Independentemente do que acontecer nas meias, esta campanha já pode ser considerada um sucesso. Afinal de contas, estamos entre as quatro melhores da Europa! Foi para momentos como os de quinta-feira à noite, para jogos como o de quinta-feira à noite, para conquistas como a de quinta-feira à noite que eu criei este blogue há quatro anos. Para, mais tarde, poder recordar estes momentos, para, mais tarde, falar deles aos meus netos. Contar-lhes como a Seleção conseguiu calar os pessimistas, como Cristiano Ronaldo esteve endiabrado como nunca nestes dois últimos jogos; de como Fábio Coentrão, às vezes, parece levar a Turma das Quinas às costas; de como o Moutinho parece, de facto, uma formiguinha: baixinho, mas correndo de um lado para o outro em prol da equipa; de como os veteranos Figo e Eusébio festejaram o golo do seu herdeiro, Cristiano Ronaldo; de como o Pepe é um defesa fantástico, uma grande figura na nossa Seleção, que, apesar de ser brasileiro por nascimento, faz questão de expressar, ostensivamente, o seu amor ao nosso País, sobretudo depois de marcar de como Nani, apesar de não ter marcado, ainda, neste Europeu, já contribuiu para, pelo menos, três golos da Equipa de Todos Nós; de como Varela saltou do banco e salvou o dia, frente à Dinamarca. De como tudo isto foi possível graças a um treinador jovem e relativamente inexperiente. 

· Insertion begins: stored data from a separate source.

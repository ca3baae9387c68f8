use actix_web::{error, get, post, web, Responder, Result};
use chrono::Utc;
use sensors::StoreError;
use std::sync::Arc;

use crate::models::responses::{SensorsResponse, StatusResponse};
use crate::services::sensor_service::SensorService;

/// Latest reading of every sensor channel
#[utoipa::path(
    get,
    path = "/api/sensors",
    responses(
        (status = 200, description = "Snapshot of all channels", body = SensorsResponse)
    ),
    tag = "Sensors"
)]
#[get("/api/sensors")]
pub async fn get_all_sensors(service: web::Data<Arc<SensorService>>) -> Result<impl Responder> {
    let response = SensorsResponse {
        sensors: service.snapshot(),
        timestamp: Utc::now(),
    };
    Ok(web::Json(response))
}

/// Partial update of one sensor channel
///
/// Only the fields present in the body are overwritten; the rest of the
/// channel record keeps its previous value.
#[utoipa::path(
    post,
    path = "/api/sensors/{channel}",
    params(
        ("channel" = String, Path, description = "inertial_unit, barometer or gps")
    ),
    responses(
        (status = 200, description = "Update merged", body = StatusResponse),
        (status = 400, description = "Patch failed channel validation"),
        (status = 404, description = "Unknown channel")
    ),
    tag = "Sensors"
)]
#[post("/api/sensors/{channel}")]
pub async fn update_channel(
    service: web::Data<Arc<SensorService>>,
    path: web::Path<String>,
    patch: web::Json<serde_json::Value>,
) -> Result<impl Responder> {
    let channel = path.into_inner();

    match service.update_channel(&channel, &patch) {
        Ok(()) => Ok(web::Json(StatusResponse::success_with(format!(
            "{channel} data updated"
        )))),
        Err(err @ StoreError::UnknownChannel(_)) => {
            log::error!("Rejected update: {err}");
            Err(error::ErrorNotFound(err.to_string()))
        }
        Err(err @ StoreError::InvalidField { .. }) => {
            log::error!("Rejected update: {err}");
            Err(error::ErrorBadRequest(err.to_string()))
        }
    }
}
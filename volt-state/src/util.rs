//! Chain state helpers.

use volt_chain::block::Height;

/// The heights to include in a block locator for a chain tipped at `tip`:
/// the tip, ten single steps back, then exponentially widening gaps down to
/// the genesis block.
///
/// Peers use the locator to find the fork point between two chains in
/// O(log n) messages.
pub fn block_locator_heights(tip: Height) -> Vec<Height> {
    let mut heights = Vec::new();
    let mut current = i64::from(tip.0);
    let mut step = 1i64;
    let mut unit_steps = 0u32;

    while current > 0 {
        heights.push(Height(current as u32));
        unit_steps += 1;
        if unit_steps > 10 {
            step *= 2;
        }
        current -= step;
    }
    heights.push(Height(0));
    heights
}

#[cfg(test)]
mod tests {
    use super::*;

    #[test]
    fn locator_starts_at_tip_and_ends_at_genesis() {
        let heights = block_locator_heights(Height(1000));
        assert_eq!(heights.first(), Some(&Height(1000)));
        assert_eq!(heights.last(), Some(&Height(0)));
    }

    #[test]
    fn locator_walks_single_steps_then_doubles() {
        let heights = block_locator_heights(Height(100));
        // Tip plus ten unit steps.
        let unit: Vec<u32> = (90..=100).rev().collect();
        assert_eq!(
            &heights[0..11].iter().map(|h| h.0).collect::<Vec<_>>(),
            &unit
        );
        // Then gaps double: 88, 84, 76, 60, 28, 0.
        assert_eq!(
            heights[11..].iter().map(|h| h.0).collect::<Vec<_>>(),
            vec![88, 84, 76, 60, 28, 0]
        );
    }

    #[test]
    fn genesis_locator_is_just_genesis() {
        assert_eq!(block_locator_heights(Height(0)), vec![Height(0)]);
    }
}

No entanto, já que chegámos até aqui, quero mais. Quero que cheguemos à final de Kiev. No momento em que escrevo, ainda não se sabe quem será o nosso adversário nas meias. Prefiro a França, não tanto pela acessibilidade (que, de resto, é relativa. Uma equipa que conseguir eliminar a Espanha não pode ser subestimada), mais por vingança, para desforrar as meias-finais de 84, 2000 e 2006... ou repetir a história. Mas o mais provável é levarmos com nuestros hermanos de novo. Em todo o caso, Portugal já provou tem  capacidade de se bater como igual, ou mesmo superior, com qualquer equipa deste Europeu. Seja a Espanha, seja a França, a final de Kiev não é um objetivo inalcançável. 


A Seleção está a ter um bom trajeto, esta fase final já deu uma mão-cheia de coisas boas para recordar, sobre que escrever, mas quero ainda mais. Quero pelo menos mais uma vitória, pelo menos mais uns bons momentos sobre que escrever, para recordar. Acredito que este Europeu pode dar-nos ainda mais. Basta que a Turma das Quinas faça o que tem feito até agora (pensando melhor, convinha entrar a matar desde o primeiro minuto, não ter aquela primeira meia hora toda encolhida). Nesta fase do campeonato, não há impossíveis. Agora é a Seleção Nacional agarrar esta oportunidade e dar-nos, finalmente, um final feliz.